§ **TASK ITEM**
Up to and including the line with "use std::time::Duration;", copy the records below exactly from their first line.

§ **THE INPUT**
§
//! Centralized default constants for the folio ingestion engine.
//!
//! **This module is the single source of truth** for all shared default
//! values. Crates should reference these constants instead of defining
//! their own magic numbers. When adding new constants, place them in the
//! appropriate section and document the rationale for the chosen value.

use std::time::Duration;

// =============================================================================
// CIRCUIT BREAKER
// =============================================================================

/// Consecutive failures before a breaker opens.
pub const BREAKER_FAILURE_THRESHOLD: u32 = 5;

/// Base recovery timeout before an open breaker admits a trial call.
pub const BREAKER_RECOVERY_TIMEOUT_SECS: u64 = 60;

/// Cap on the power-of-two backoff multiplier (60s × 16 ≈ 16 minutes max).
pub const BREAKER_MAX_BACKOFF_MULTIPLIER: u32 = 16;

/// Fixed rolling window of call outcomes for error-rate mode.
///
/// Bounded so the breaker snapshot embedded in the checkpoint row stays
/// O(1) in size.
pub const BREAKER_ERROR_RATE_WINDOW: usize = 20;

/// Default error-rate threshold for jobs that opt into error-rate mode.
pub const BREAKER_ERROR_RATE_THRESHOLD: f64 = 0.5;

// =============================================================================
// CHECKPOINT LEASE
// =============================================================================

/// A lease older than this is considered stale and may be taken over by
/// `acquire`. Well past any batch's stall threshold, so the self-healer
/// stays the primary recovery path.
pub const STALE_LEASE_AFTER_SECS: u64 = 3600;

// =============================================================================
// STALL DETECTION / SELF-HEAL
// =============================================================================

/// Interval between stall-detector sweeps.
pub const STALL_SWEEP_INTERVAL_SECS: u64 = 300;

/// Fixed floor for the stall threshold, regardless of history.
pub const STALL_THRESHOLD_FLOOR_SECS: u64 = 600;

/// Minimum completed batches of a kind before the adaptive p95 threshold
/// is trusted over the floor.
pub const STALL_MIN_SAMPLES: i64 = 10;

/// Maximum automatic self-heals per batch id before the batch is left
/// hard-failed for an operator.
pub const MAX_SELF_HEAL_ATTEMPTS: i32 = 3;

/// Refresh the cached per-kind duration statistics every N sweeps.
pub const STALL_STATS_REFRESH_SWEEPS: u32 = 12;

// =============================================================================
// DEAD LETTER QUEUE
// =============================================================================

/// Default maximum retry count for dead-lettered units of work.
pub const DLQ_MAX_RETRIES: i32 = 3;

/// Base delay for the exponential DLQ retry schedule.
pub const DLQ_RETRY_BASE_SECS: u64 = 300;

/// Interval between DLQ retry-scheduler sweeps.
pub const DLQ_SWEEP_INTERVAL_SECS: u64 = 120;

/// Entries claimed per retry-scheduler sweep.
pub const DLQ_SWEEP_BATCH_SIZE: i64 = 25;

// =============================================================================
// RATE LIMITING
// =============================================================================

/// Default sustained request rate per source.
pub const RATE_LIMIT_REQUESTS_PER_SEC: f64 = 2.0;

/// Default burst capacity per source.
pub const RATE_LIMIT_BURST: u32 = 5;

/// How long a call may cooperatively wait for a slot before failing.
pub const RATE_LIMIT_ACQUIRE_TIMEOUT_SECS: u64 = 30;

// =============================================================================
// MERGE / QUARANTINE
// =============================================================================

/// Records whose overall confidence falls below this are quarantined.
pub const MERGE_MIN_CONFIDENCE: f32 = 0.5;

/// Duplicate-candidate score band treated as a fuzzy match. Scores above
/// the band are safe automatic matches; scores below are distinct records.
pub const FUZZY_MATCH_LOW: f32 = 0.6;
pub const FUZZY_MATCH_HIGH: f32 = 0.92;

/// Sources at or above this trust weight are "trusted": a disagreement
/// between two of them is a conflict, never a silent overwrite.
pub const TRUSTED_SOURCE_WEIGHT: f32 = 0.7;

// =============================================================================
// RETENTION
// =============================================================================

/// Default days to keep batch metrics.
pub const RETENTION_BATCH_METRIC_DAYS: i32 = 30;

/// Default days to keep operational audit rows.
pub const RETENTION_AUDIT_DAYS: i32 = 90;

/// Default days to keep resolved/abandoned dead letters.
pub const RETENTION_DEAD_LETTER_DAYS: i32 = 60;

/// Interval between retention sweeps.
pub const RETENTION_SWEEP_INTERVAL_SECS: u64 = 86_400;

// =============================================================================
// RUNNER
// =============================================================================

/// Default event bus broadcast channel capacity.
pub const EVENT_BUS_CAPACITY: usize = 256;

/// Retry delay for the exponential DLQ schedule: `base × 2^retry_count`,
/// plus up to 10% jitter so synchronized failures do not retry in lockstep.
pub fn retry_delay(retry_count: i32, base: Duration) -> Duration {
    let exp = retry_count.clamp(0, 16) as u32;
    let scaled = base.saturating_mul(2u32.saturating_pow(exp));
    let jitter_ms = (scaled.as_millis() as u64 / 10).max(1);
    scaled + Duration::from_millis(rand::random::<u64>() % jitter_ms)
}

#[cfg(test)]
mod tests {
    use super::*;

    #[test]
    fn breaker_defaults_are_consistent() {
        const {
            assert!(BREAKER_FAILURE_THRESHOLD > 0);
            assert!(BREAKER_MAX_BACKOFF_MULTIPLIER.is_power_of_two());
            assert!(BREAKER_ERROR_RATE_WINDOW >= BREAKER_FAILURE_THRESHOLD as usize);
        }
        assert!(BREAKER_ERROR_RATE_THRESHOLD > 0.0 && BREAKER_ERROR_RATE_THRESHOLD < 1.0);
    }

    #[test]
    fn stall_thresholds_ordered() {
        const {
            // The stale-lease fallback must sit above the stall floor so the
            // self-healer always gets the first chance to recover a lease.
            assert!(STALE_LEASE_AFTER_SECS > STALL_THRESHOLD_FLOOR_SECS);
            assert!(STALL_SWEEP_INTERVAL_SECS < STALL_THRESHOLD_FLOOR_SECS);
        }
    }

    #[test]
    fn fuzzy_band_is_a_band() {
        assert!(FUZZY_MATCH_LOW < FUZZY_MATCH_HIGH);
        assert!(FUZZY_MATCH_HIGH < 1.0);
        assert!(MERGE_MIN_CONFIDENCE < TRUSTED_SOURCE_WEIGHT);
    }

    #[test]
    fn retry_delay_is_exponential() {
        let base = Duration::from_secs(300);
        let d0 = retry_delay(0, base);
        let d1 = retry_delay(1, base);
        let d2 = retry_delay(2, base);

        // Lower bound is exact; upper bound allows for 10% jitter.
        assert!(d0 >= base && d0 <= base + base / 10 + Duration::from_millis(1));
        assert!(d1 >= base * 2);
        assert!(d2 >= base * 4);
        assert!(d2 < base * 5);
    }

    #[test]
    fn retry_delay_clamps_exponent() {
        // A pathological retry count must not overflow.
        let d = retry_delay(1000, Duration::from_secs(1));
        assert!(d >= Duration::from_secs(65_536));
    }
}
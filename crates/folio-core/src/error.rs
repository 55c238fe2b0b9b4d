//! Error types for folio.

use thiserror::Error;

/// Result type alias using folio's Error type.
pub type Result<T> = std::result::Result<T, Error>;

/// Core error type for folio operations.
#[derive(Error, Debug)]
pub enum Error {
    /// Database operation failed (wraps sqlx::Error)
    #[error("Database error: {0}")]
    Database(#[from] sqlx::Error),

    /// Resource not found
    #[error("Not found: {0}")]
    NotFound(String),

    /// Another process already holds the lease for this job
    #[error("Job already running: {0}")]
    AlreadyRunning(String),

    /// The circuit breaker for this job is open; retry after the given delay
    #[error("Circuit open for {job}: retry after {retry_after_secs}s")]
    CircuitOpen { job: String, retry_after_secs: u64 },

    /// No rate-limit slot became available within the acquire timeout
    #[error("Rate limited: {0}")]
    RateLimited(String),

    /// External source call failed
    #[error("Source error: {0}")]
    Source(String),

    /// A record failed validation or normalization
    #[error("Validation error: {0}")]
    Validation(String),

    /// Serialization/deserialization error
    #[error("Serialization error: {0}")]
    Serialization(String),

    /// Configuration error
    #[error("Configuration error: {0}")]
    Config(String),

    /// Invalid input
    #[error("Invalid input: {0}")]
    InvalidInput(String),

    /// Internal error
    #[error("Internal error: {0}")]
    Internal(String),

    /// File I/O operation failed
    #[error("I/O error: {0}")]
    Io(#[from] std::io::Error),
}

impl From<serde_json::Error> for Error {
    fn from(e: serde_json::Error) -> Self {
        Error::Serialization(e.to_string())
    }
}

impl From<reqwest::Error> for Error {
    fn from(e: reqwest::Error) -> Self {
        Error::Source(e.to_string())
    }
}

impl Error {
    /// Whether this error is transient from the perspective of a source
    /// call: worth recording against the circuit breaker and retrying,
    /// as opposed to a per-record permanent failure.
    pub fn is_transient(&self) -> bool {
        matches!(
            self,
            Error::Source(_) | Error::RateLimited(_) | Error::CircuitOpen { .. }
        )
    }
}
§
§ **RESULT OF THE TASK**
//! Centralized default constants for the folio ingestion engine.
//!
//! **This module is the single source of truth** for all shared default
//! values. Crates should reference these constants instead of defining
//! their own magic numbers. When adding new constants, place them in the
//! appropriate section and document the rationale for the chosen value.

use std::time::Duration;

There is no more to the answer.